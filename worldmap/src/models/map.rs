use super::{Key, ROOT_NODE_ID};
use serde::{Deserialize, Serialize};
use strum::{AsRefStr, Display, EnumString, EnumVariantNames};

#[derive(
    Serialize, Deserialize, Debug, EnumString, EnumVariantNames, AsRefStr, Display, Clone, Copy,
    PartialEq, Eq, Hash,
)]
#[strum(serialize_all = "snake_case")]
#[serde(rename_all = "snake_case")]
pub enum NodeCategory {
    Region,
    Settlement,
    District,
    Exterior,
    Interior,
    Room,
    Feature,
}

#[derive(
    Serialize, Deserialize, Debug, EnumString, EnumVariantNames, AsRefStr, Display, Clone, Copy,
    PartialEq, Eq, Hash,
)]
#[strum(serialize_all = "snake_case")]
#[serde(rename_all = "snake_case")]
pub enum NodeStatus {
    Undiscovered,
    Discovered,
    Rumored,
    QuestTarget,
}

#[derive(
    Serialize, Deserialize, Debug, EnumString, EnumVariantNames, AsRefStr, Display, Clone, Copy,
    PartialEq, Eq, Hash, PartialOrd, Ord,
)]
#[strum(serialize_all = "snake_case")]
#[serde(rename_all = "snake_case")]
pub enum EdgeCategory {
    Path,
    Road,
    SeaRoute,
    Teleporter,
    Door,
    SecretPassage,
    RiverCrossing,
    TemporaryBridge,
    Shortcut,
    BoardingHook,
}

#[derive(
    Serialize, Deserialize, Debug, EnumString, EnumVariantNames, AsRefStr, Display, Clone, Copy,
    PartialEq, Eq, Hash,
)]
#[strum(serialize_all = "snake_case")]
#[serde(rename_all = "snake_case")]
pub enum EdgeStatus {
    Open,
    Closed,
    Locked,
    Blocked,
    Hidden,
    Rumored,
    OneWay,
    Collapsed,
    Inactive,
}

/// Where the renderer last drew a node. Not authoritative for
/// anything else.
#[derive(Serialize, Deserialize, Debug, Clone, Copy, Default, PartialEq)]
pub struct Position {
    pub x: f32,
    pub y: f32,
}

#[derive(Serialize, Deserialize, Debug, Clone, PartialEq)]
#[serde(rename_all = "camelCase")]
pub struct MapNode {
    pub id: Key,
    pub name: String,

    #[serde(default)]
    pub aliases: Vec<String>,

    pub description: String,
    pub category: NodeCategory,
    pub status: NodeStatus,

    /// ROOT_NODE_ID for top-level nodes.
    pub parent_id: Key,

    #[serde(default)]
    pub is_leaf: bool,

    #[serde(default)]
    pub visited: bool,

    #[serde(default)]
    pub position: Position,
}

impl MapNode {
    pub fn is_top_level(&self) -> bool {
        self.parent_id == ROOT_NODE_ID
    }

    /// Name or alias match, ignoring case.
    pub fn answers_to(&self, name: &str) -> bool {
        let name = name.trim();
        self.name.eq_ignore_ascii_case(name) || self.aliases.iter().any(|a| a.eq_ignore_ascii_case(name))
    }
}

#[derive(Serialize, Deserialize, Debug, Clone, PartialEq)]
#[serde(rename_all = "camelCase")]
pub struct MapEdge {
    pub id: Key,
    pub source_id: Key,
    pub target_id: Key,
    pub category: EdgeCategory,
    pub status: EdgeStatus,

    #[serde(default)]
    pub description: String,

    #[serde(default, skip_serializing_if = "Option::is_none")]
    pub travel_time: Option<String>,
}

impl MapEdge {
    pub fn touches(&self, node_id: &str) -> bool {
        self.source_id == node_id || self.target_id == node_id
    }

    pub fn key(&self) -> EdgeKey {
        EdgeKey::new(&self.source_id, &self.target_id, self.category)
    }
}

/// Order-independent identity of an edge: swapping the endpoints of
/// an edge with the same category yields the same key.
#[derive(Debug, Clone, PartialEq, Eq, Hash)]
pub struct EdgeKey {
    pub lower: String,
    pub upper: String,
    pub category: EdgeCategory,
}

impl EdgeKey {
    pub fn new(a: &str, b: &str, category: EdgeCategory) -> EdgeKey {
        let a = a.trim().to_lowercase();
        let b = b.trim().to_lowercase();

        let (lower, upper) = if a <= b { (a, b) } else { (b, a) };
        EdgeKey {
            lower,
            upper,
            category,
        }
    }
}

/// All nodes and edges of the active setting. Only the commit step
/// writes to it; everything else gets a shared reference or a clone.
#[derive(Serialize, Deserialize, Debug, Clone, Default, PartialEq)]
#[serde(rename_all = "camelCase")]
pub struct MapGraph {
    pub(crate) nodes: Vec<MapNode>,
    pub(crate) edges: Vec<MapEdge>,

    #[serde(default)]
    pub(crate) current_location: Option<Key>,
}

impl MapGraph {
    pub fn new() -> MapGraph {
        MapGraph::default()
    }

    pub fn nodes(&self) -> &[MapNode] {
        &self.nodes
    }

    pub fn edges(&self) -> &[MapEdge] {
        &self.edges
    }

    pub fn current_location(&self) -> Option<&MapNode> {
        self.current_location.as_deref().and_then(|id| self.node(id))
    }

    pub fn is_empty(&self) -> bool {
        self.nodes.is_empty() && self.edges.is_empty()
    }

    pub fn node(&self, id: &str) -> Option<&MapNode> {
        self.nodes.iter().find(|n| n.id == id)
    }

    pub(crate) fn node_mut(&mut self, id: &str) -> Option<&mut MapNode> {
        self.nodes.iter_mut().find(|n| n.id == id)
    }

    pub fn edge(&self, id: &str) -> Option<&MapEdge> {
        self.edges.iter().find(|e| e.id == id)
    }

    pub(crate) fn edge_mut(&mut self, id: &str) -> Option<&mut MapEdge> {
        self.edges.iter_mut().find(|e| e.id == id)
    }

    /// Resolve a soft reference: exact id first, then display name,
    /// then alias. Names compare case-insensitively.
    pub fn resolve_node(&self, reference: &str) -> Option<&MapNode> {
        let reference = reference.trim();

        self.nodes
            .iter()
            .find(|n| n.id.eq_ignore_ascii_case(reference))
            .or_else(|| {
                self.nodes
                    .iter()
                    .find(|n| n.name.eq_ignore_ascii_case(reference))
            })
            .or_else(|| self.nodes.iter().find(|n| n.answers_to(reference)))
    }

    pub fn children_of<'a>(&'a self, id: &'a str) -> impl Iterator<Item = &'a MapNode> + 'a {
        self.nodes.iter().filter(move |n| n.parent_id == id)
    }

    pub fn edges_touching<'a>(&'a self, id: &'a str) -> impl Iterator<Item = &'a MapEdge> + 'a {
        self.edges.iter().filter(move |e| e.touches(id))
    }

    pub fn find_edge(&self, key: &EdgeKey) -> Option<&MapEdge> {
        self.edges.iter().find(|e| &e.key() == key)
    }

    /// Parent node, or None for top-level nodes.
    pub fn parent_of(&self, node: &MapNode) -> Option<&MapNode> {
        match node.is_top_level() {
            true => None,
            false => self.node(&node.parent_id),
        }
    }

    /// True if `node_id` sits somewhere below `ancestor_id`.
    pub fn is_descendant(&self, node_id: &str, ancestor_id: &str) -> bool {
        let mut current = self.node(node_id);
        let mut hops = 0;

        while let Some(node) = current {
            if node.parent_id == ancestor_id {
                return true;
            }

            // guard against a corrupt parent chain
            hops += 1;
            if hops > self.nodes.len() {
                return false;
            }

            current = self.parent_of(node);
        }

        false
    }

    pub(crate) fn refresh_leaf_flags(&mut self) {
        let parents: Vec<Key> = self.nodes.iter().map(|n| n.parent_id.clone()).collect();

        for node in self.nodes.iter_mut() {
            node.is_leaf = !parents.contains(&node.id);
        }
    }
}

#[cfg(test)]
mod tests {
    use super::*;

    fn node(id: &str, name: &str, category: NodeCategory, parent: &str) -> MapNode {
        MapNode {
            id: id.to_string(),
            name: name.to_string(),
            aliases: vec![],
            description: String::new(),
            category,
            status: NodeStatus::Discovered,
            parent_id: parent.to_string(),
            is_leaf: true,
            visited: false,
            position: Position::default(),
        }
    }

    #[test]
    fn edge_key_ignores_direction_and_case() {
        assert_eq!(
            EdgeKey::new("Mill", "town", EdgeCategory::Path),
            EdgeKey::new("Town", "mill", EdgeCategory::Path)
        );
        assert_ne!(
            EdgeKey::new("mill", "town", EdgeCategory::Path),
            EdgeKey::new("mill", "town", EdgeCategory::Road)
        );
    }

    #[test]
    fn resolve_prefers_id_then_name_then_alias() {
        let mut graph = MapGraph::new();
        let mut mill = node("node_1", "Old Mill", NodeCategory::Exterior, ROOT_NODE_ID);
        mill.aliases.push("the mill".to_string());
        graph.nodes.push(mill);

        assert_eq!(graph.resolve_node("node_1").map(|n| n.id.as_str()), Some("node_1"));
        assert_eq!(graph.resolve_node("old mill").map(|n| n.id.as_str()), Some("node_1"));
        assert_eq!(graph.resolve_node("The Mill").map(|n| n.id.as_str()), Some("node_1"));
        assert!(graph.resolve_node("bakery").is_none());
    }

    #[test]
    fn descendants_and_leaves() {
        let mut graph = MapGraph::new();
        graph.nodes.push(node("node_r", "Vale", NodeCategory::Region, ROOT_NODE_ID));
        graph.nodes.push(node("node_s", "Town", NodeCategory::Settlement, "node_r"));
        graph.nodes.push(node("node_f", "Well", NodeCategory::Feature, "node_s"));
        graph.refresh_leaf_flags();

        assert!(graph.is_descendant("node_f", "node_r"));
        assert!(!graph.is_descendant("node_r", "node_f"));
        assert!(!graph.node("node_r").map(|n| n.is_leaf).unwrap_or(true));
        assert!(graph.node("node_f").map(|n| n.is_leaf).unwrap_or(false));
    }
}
-=-=-
• Problem to solve
Consider the entries above and return each line with the string "parents".

• Output of the exercise
        let parents: Vec<Key> = self.nodes.iter().map(|n| n.parent_id.clone()).collect();
            node.is_leaf = !parents.contains(&node.id);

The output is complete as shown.